As i said we can easily reproduce this with midas/examples/odbxx/odbxx_test.cpp  (with cm_connect_experiment changed to "localhost")
Stack trace of odbxx_test with line numbers:

Set ODB key "/Test/Settings/String Array 10[0...9]" = ["","","","","","","","","",""]
Created ODB key "/Test/Settings/Large String Array 10"
Set ODB key "/Test/Settings/Large String Array 10[0...9]" = ["","","","","","","","","",""]
[test,ERROR] [system.cxx:5104:recv_tcp2,ERROR] unexpected connection closure
[test,ERROR] [system.cxx:5158:ss_recv_net_command,ERROR] error receiving network command header, see messages
[test,ERROR] [midas.cxx:13900:rpc_call,ERROR] routine "db_copy_xml": error, ss_recv_net_command() status 411, program abort

Program received signal SIGABRT, Aborted.
0x00007ffff6665cdb in raise () from /lib64/libc.so.6
Missing separate debuginfos, use: zypper install libgcc_s1-debuginfo-11.3.0+git1637-150000.1.9.1.x86_64 libstdc++6-debuginfo-11.2.1+git610-1.3.9.x86_64 libz1-debuginfo-1.2.11-3.24.1.x86_64
(gdb) bt
#0  0x00007ffff6665cdb in raise () from /lib64/libc.so.6
#1  0x00007ffff6667375 in abort () from /lib64/libc.so.6
#2  0x0000000000431bba in rpc_call (routine_id=11249) at /home/labor/midas/src/midas.cxx:13904
#3  0x0000000000460c4e in db_copy_xml (hDB=1, hKey=1009608, buffer=0x7ffff7e9c010 "", buffer_size=0x7fffffffadbc, header=false) at /home/labor/midas/src/odb.cxx:8994
#4  0x000000000046fc4c in midas::odb::odb_from_xml (this=0x7fffffffb3f0, str=...) at /home/labor/midas/src/odbxx.cxx:133
#5  0x000000000040b3d9 in midas::odb::odb (this=0x7fffffffb3f0, str=...) at /home/labor/midas/include/odbxx.h:605
#6  0x000000000040b655 in midas::odb::odb (this=0x7fffffffb3f0, s=0x4a465a "/Test/Settings") at /home/labor/midas/include/odbxx.h:629
#7  0x0000000000407bba in main () at /home/labor/midas/examples/odbxx/odbxx_test.cxx:56
(gdb)

28 Apr 2023, Konstantin Olchanski, Forum, Problem with running midas odbxx frontends on a remote machine using the -h option

> As i said we can easily reproduce this with midas/examples/odbxx/odbxx_test.cpp  (with cm_connect_experiment changed to "localhost")
> [test,ERROR] [system.cxx:5104:recv_tcp2,ERROR] unexpected connection closure
> [test,ERROR] [system.cxx:5158:ss_recv_net_command,ERROR] error receiving network command header, see messages
> [test,ERROR] [midas.cxx:13900:rpc_call,ERROR] routine "db_copy_xml": error, ss_recv_net_command() status 411, program abort

ok, cool. looks like we crashed the mserver. either run mserver attached to gdb or enable mserver core dump, we need it's stack trace,
the correct stack trace should be rooted in the handler for db_copy_xml.
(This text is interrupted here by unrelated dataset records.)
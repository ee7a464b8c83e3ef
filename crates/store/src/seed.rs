//! Sample data set: three publishers, four books, three shops, their stock and
//! a first sale.

use crate::Repository;
use crate::error::Result;
use crate::models::{Book, Publisher, Sale, Shop, Stock};
use tracing::info;

/// Number of rows inserted per table by [`sample_data`].
#[derive(Debug, Clone, Copy, Default, PartialEq, Eq)]
pub struct Summary {
    pub publishers: usize,
    pub books: usize,
    pub shops: usize,
    pub stock: usize,
    pub sales: usize,
}
impl Summary {
    pub fn total(&self) -> usize {
        self.publishers + self.books + self.shops + self.stock + self.sales
    }
}

/// Insert the sample data set in a single transaction.
///
/// The tables must already exist. Running it twice inserts a second copy;
/// there are no uniqueness constraints on names.
pub async fn sample_data(repo: &mut Repository<'_>) -> Result<Summary> {
    let mut batch = repo.begin().await?;

    let penguin = batch.insert(&Publisher::new("Penguin Books")).await?;
    let harper = batch.insert(&Publisher::new("HarperCollins")).await?;
    let random_house = batch.insert(&Publisher::new("Random House")).await?;

    let gatsby = batch.insert(&Book::new("The Great Gatsby", penguin)).await?;
    let mockingbird = batch.insert(&Book::new("To Kill a Mockingbird", harper)).await?;
    let nineteen_eighty_four = batch.insert(&Book::new("1984", penguin)).await?;
    let pride = batch.insert(&Book::new("Pride and Prejudice", random_house)).await?;

    let city = batch.insert(&Shop::new("City Bookstore")).await?;
    let university = batch.insert(&Shop::new("University Books")).await?;
    let mall = batch.insert(&Shop::new("Mall Bookshop")).await?;

    let gatsby_at_city = batch.insert(&Stock::new(gatsby, city, 15)).await?;
    batch.insert(&Stock::new(mockingbird, city, 8)).await?;
    batch.insert(&Stock::new(nineteen_eighty_four, university, 12)).await?;
    batch.insert(&Stock::new(gatsby, mall, 5)).await?;
    batch.insert(&Stock::new(pride, university, 10)).await?;

    batch.insert(&Sale::new(29.99, "2024-01-15", gatsby_at_city, 2)).await?;

    let summary = Summary {
        publishers: 3,
        books: 4,
        shops: 3,
        stock: 5,
        sales: 1,
    };
    debug_assert_eq!(summary.total(), batch.len());
    batch.commit().await?;
    info!(rows = summary.total(), "inserted sample data");
    Ok(summary)
}
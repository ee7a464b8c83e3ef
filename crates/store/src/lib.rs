//! Typed data-access layer for the bookshop database.
//!
//! This crate owns the connection to the store (SQLite or PostgreSQL), makes
//! sure the tables exist, and exposes typed inserts and queries over them.
//!
//! # Architecture
//! The schema is fixed and small:
//! - **Publishers** and **Shops**: just a name each.
//! - **Books**: a title, belonging to one publisher.
//! - **Stock**: how many copies of a book a shop holds.
//! - **Sales**: a price, a date and a count, taken out of one stock row.
//!
//! Relationships are plain [`Id`]s of the referenced row, checked by the
//! store's foreign keys on insert. The column mapping for every table lives in
//! [`schema`], and everything that needs SQL identifiers is derived from it.
//!
//! ```no_run
//! use bookshop_store::{ConnectionConfig, Database, Publisher, error::Result};
//!
//! async fn penguin_shops() -> Result<Vec<String>> {
//!     let mut db = Database::open(&ConnectionConfig::default()).await?;
//!     db.ensure_schema().await?;
//!     let mut repo = db.repository();
//!     repo.insert(&Publisher::new("Penguin Books")).await?;
//!     let shops = repo.shops_for_publisher("Penguin Books").await?;
//!     Ok(shops.into_iter().map(|shop| shop.entity.name).collect())
//! }
//! ```

mod config;
mod db;
pub mod error;
mod models;
mod repo;
pub mod schema;
pub mod seed;

pub use crate::config::ConnectionConfig;
pub use crate::db::Database;
pub use crate::models::{Book, Entity, Id, Publisher, Sale, Shop, Stock, Stored, Value};
pub use crate::repo::{Batch, Repository};
pub use crate::schema::{Dialect, Table};
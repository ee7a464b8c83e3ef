//! Command-line arguments.

use clap::{ArgAction, Parser, Subcommand};
use std::path::PathBuf;

/// Manage the bookshop database: publishers, books, shops, stock and sales.
#[derive(Debug, Parser)]
#[command(name = "bookshop", version, about, long_about = None)]
pub struct Cli {
    /// Configuration file (TOML); defaults to the per-user configuration directory
    #[arg(long, global = true, env = "BOOKSHOP_CONFIG", value_name = "PATH")]
    pub config: Option<PathBuf>,
    /// Increase log output (-v for debug, -vv for trace)
    #[arg(short, long, global = true, action = ArgAction::Count)]
    pub verbose: u8,
    #[command(subcommand)]
    pub command: Command,
}

#[derive(Debug, PartialEq, Eq, Subcommand)]
pub enum Command {
    /// Create any missing tables
    Init,
    /// Create any missing tables, then insert the sample data set
    Seed,
    /// Exit with an error unless the table exists
    Check {
        table: String,
    },
    /// Print every row of an existing table
    List {
        table: String,
    },
    /// List the shops stocking books from a publisher
    Shops {
        /// Publisher name; read from standard input when omitted
        #[arg(short, long)]
        publisher: Option<String>,
    },
}

impl Cli {
    /// Default log filter for the requested verbosity, used when `RUST_LOG`
    /// is not set.
    pub fn log_level(&self) -> &'static str {
        match self.verbose {
            0 => "info",
            1 => "debug",
            _ => "trace",
        }
    }
}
but most likely odbxx is asking for more data than can be returned through the MIDAS RPC.

what is the ODB key passed to db_copy_xml() and how much data is in ODB at that key? (odbedit "du", right?).

K.O.

28 Apr 2023, Martin Mueller, Forum, Problem with running midas odbxx frontends on a remote machine using the -h option

> > As i said we can easily reproduce this with midas/examples/odbxx/odbxx_test.cpp  (with cm_connect_experiment changed to "localhost")
> > [test,ERROR] [system.cxx:5104:recv_tcp2,ERROR] unexpected connection closure
> > [test,ERROR] [system.cxx:5158:ss_recv_net_command,ERROR] error receiving network command header, see messages
> > [test,ERROR] [midas.cxx:13900:rpc_call,ERROR] routine "db_copy_xml": error, ss_recv_net_command() status 411, program abort
> 
> ok, cool. looks like we crashed the mserver. either run mserver attached to gdb or enable mserver core dump, we need it's stack trace,
> the correct stack trace should be rooted in the handler for db_copy_xml.
> 
> but most likely odbxx is asking for more data than can be returned through the MIDAS RPC.
> 
> what is the ODB key passed to db_copy_xml() and how much data is in ODB at that key? (odbedit "du", right?).
> 
> K.O.

Ok. Maybe i have to make this more clear. ANY odbxx access of a remote odb reproduces this error for us on multiple machines. 
It does not matter how much data odbxx is asking for.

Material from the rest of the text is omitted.